Yea, comcast charges for an advertised N megabit/sec connection, then complains when people try to use N megabits.


----------



## Grakthis (Oct 4, 2006)

bicker said:


> There may be _*other *_reasons to worry about Comcast (such as its impending acquisition of TWC), but this isn't a good touchstone for that: Netflix represents about a third of all Internet traffic in the country. They were essentially competing against Comcast making Comcast pay the cost of carrying their service without appropriate compensation, due to how broken the industry is due to its failure to have its pricing based on metered service.


Are you for real?

This is roughly like charging me for cell phone service, and then charging my mom to call me because she calls me a lot.

What this is, is a way for Comcast to silently charge more for internet without directly charging it to consumers.

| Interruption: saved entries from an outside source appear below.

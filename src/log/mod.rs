// Copyright 2025 jonefeewang@gmail.com
//
// Licensed under the Apache License, Version 2.0 (the "License");
// you may not use this file except in compliance with the License.
// You may obtain a copy of the License at
//
//     http://www.apache.org/licenses/LICENSE-2.0
//
// Unless required by applicable law or agreed to in writing, software
// distributed under the License is distributed on an "AS IS" BASIS,
// WITHOUT WARRANTIES OR CONDITIONS OF ANY KIND, either express or implied.
// See the License for the specific language governing permissions and
// limitations under the License.

//! Segmented per-topic commit log.
//!
//! This module provides functionality for:
//! - Segment file layout and the sparse offset/time indexes
//! - Segment writing, rolling and recovery
//! - Batching appends and offset-addressed reads per topic

mod appender;
mod commit_log_factory;
mod commit_log_reader;
mod index_file;
mod log_segment;
mod segment_reader;
mod segment_writer;
mod topic_registry;

// Re-exports
pub use appender::CommitLogAppender;
pub use commit_log_factory::CommitLogFactory;
pub use commit_log_reader::CommitLogReader;
pub use index_file::{
    binary_search_index, OffsetIndexEntry, TimeIndexEntry, INDEX_ENTRY_SIZE,
};
pub use log_segment::{LogSegment, LogSegmentFactory};
pub use segment_reader::{LogSegmentReader, RecoveredTail};
pub use segment_writer::{truncate_segment, LogSegmentWriter};
pub use topic_registry::{TopicSegmentRegistry, TopicSegmentRegistryFactory};

// File name constants
pub const LOG_FILE_SUFFIX: &str = "log";
pub const INDEX_FILE_SUFFIX: &str = "index";
pub const TIME_INDEX_FILE_SUFFIX: &str = "timeindex";
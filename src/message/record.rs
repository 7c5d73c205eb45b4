// Copyright 2025 jonefeewang@gmail.com
//
// Licensed under the Apache License, Version 2.0 (the "License");
// you may not use this file except in compliance with the License.
// You may obtain a copy of the License at
//
//     http://www.apache.org/licenses/LICENSE-2.0
//
// Unless required by applicable law or agreed to in writing, software
// distributed under the License is distributed on an "AS IS" BASIS,
// WITHOUT WARRANTIES OR CONDITIONS OF ANY KIND, either express or implied.
// See the License for the specific language governing permissions and
// limitations under the License.

use bytes::{Buf, BufMut, Bytes};

use crate::message::constants::RECORD_HEADER_SIZE;
use crate::{AppError, AppResult};

/// A single message stored in the commit log.
#[derive(Debug, Clone, PartialEq, Eq)]
pub struct LogRecord {
    pub offset: u64,
    /// epoch milliseconds
    pub timestamp: u64,
    pub payload: Bytes,
}

impl LogRecord {
    pub fn new(offset: u64, timestamp: u64, payload: impl Into<Bytes>) -> Self {
        Self {
            offset,
            timestamp,
            payload: payload.into(),
        }
    }

    pub fn encoded_size(&self) -> usize {
        RECORD_HEADER_SIZE + self.payload.len()
    }

    pub(crate) fn write_to<B: BufMut>(&self, buf: &mut B, base_timestamp: u64) {
        buf.put_u64(self.offset);
        buf.put_u64(self.timestamp - base_timestamp);
        buf.put_u32(self.payload.len() as u32);
        buf.put_slice(&self.payload);
    }

    /// Reads one record out of an already CRC-verified, decompressed record region.
    pub(crate) fn read_from<B: Buf>(buf: &mut B, base_timestamp: u64) -> AppResult<Self> {
        if buf.remaining() < RECORD_HEADER_SIZE {
            return Err(AppError::CorruptMessage(format!(
                "record header needs {} bytes, only {} left in batch",
                RECORD_HEADER_SIZE,
                buf.remaining()
            )));
        }
        let offset = buf.get_u64();
        let timestamp_delta = buf.get_u64();
        let payload_length = buf.get_u32() as usize;
        if buf.remaining() < payload_length {
            return Err(AppError::CorruptMessage(format!(
                "record {} declares {} payload bytes, only {} left in batch",
                offset,
                payload_length,
                buf.remaining()
            )));
        }
        let timestamp = base_timestamp.checked_add(timestamp_delta).ok_or_else(|| {
            AppError::CorruptMessage(format!(
                "record {} timestamp delta {} overflows base timestamp {}",
                offset, timestamp_delta, base_timestamp
            ))
        })?;
        let payload = buf.copy_to_bytes(payload_length);
        Ok(Self {
            offset,
            timestamp,
            payload,
        })
    }
}
// Copyright 2025 jonefeewang@gmail.com
//
// Licensed under the Apache License, Version 2.0 (the "License");
// you may not use this file except in compliance with the License.
// You may obtain a copy of the License at
//
//     http://www.apache.org/licenses/LICENSE-2.0
//
// Unless required by applicable law or agreed to in writing, software
// distributed under the License is distributed on an "AS IS" BASIS,
// WITHOUT WARRANTIES OR CONDITIONS OF ANY KIND, either express or implied.
// See the License for the specific language governing permissions and
// limitations under the License.

pub mod log;
pub mod message;
pub mod service;

pub use log::{CommitLogAppender, CommitLogFactory, CommitLogReader};
pub use message::{CompressionType, LogRecord, LogRecordBatch};
pub use service::{
    setup_local_tracing, AppError, AppResult, BrokerConfig, CommitLogConfig, TopicConfig,
};
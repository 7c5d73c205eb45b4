// Copyright 2025 jonefeewang@gmail.com
//
// Licensed under the Apache License, Version 2.0 (the "License");
// you may not use this file except in compliance with the License.
// You may obtain a copy of the License at
//
//     http://www.apache.org/licenses/LICENSE-2.0
//
// Unless required by applicable law or agreed to in writing, software
// distributed under the License is distributed on an "AS IS" BASIS,
// WITHOUT WARRANTIES OR CONDITIONS OF ANY KIND, either express or implied.
// See the License for the specific language governing permissions and
// limitations under the License.

use dotenv::dotenv;
use tracing_subscriber::fmt::time::ChronoLocal;
use tracing_subscriber::layer::SubscriberExt;
use tracing_subscriber::util::SubscriberInitExt;

use super::{AppError, AppResult};

/// Installs a console subscriber filtered by `RUST_LOG` (read from `.env` when present).
///
/// Installing twice is reported as an error instead of panicking, so tests can call it
/// from several fixtures.
pub fn setup_local_tracing() -> AppResult<()> {
    dotenv().ok();
    let timer = ChronoLocal::new("%Y-%m-%d %H:%M:%S%.6f".to_string());
    let fmt_layer = tracing_subscriber::fmt::layer()
        .with_timer(timer)
        .with_target(true)
        .with_thread_names(true)
        .with_thread_ids(true)
        .with_line_number(true);
    tracing_subscriber::registry()
        .with(fmt_layer)
        .with(tracing_subscriber::EnvFilter::from_default_env())
        .try_init()
        .map_err(|e| AppError::IllegalStateError(format!("tracing already installed: {}", e)))
}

They can raise prices while dodging the consequences of raising prices (i.e. consumer loss).

It's awful for the industry and, much like credit cards doing similar things with their fee system, needs to be stopped by regulatory agencies.


----------



## Beryl (Feb 22, 2009)

moedaman said:


> That bandwith is already being paid for by Comcast's customers, Google, Netflix, etc don't need to pay for it. And there is no need for metered service because the cablecos make as much money on internet service as they do on tv service. The internet is now a more valuable infrastructure than landline phone service and needs to be remain open and kept that way by the FCC.


Totally agree. I'd like to see competition beefed up with the expansion of Google fiber and other internet enabling technology.


----------



## rogmatic (Sep 17, 2009)

Albert Fried: TiVo Comes Out On Top In Netflix/Comcast Deal
By Victor Nguyen 7 minutes ago Benzinga

Comcast (NASDAQ: CMCSA) recently reached a deal with Netflix (NASDAQ: NFLX) to provide faster internet speed for Netflix user streaming. As part of the deal, Comcast will receive direct content streaming from Netflix. The deal gives the ability for Comcast to distribute this content in a variety of different vehicles.

Rich Tullo of Albert Fried & Company projects this deal to be a catalyst for a third company: TiVo (NASDAQ: TIVO).

Tullo believes the utilizing TIVO Set-top Boxes (STB) would be an easier bridge for CMCSA, "While streaming NFLX on CMCSA owned-and-operated Boxes has TV and Movie Rights content conflicts which we think needs to be resolved, we think enabling NFLX on TIVO boxes is really a turnkey solution."

TiVo currently provides the only STB platform to provide NFLX content and it would be ideal for CMCSA to utilize its agreement with TIVO to make the transition.

Albert Fried reiterates its rating of Overweight with a price target of $23, up 90% from its current trading price.

TIVO closed previously at $12.72 and is currently trading up nearly 3% at $13.10.


----------



## hefe (Dec 5, 2000)

bicker said:


> Netflix represents about a third of all Internet traffic in the country. They were essentially competing against Comcast making Comcast pay the cost of carrying their service without appropriate compensation...


Are you suggesting that the money I pay to Comcast to bring me data from the internet does not include Netflix? Comcast shouldn't care if my data comes from Netflix, or fluffykittensinbaskets.com. If I pay them for X amount of data at X speed, they should provide that.


----------



## lessd (Jan 23, 2005)

hefe said:


> Are you suggesting that the money I pay to Comcast to bring me data from the internet does not include Netflix? Comcast shouldn't care if my data comes from Netflix, or fluffykittensinbaskets.com. If I pay them for X amount of data at X speed, they should provide that.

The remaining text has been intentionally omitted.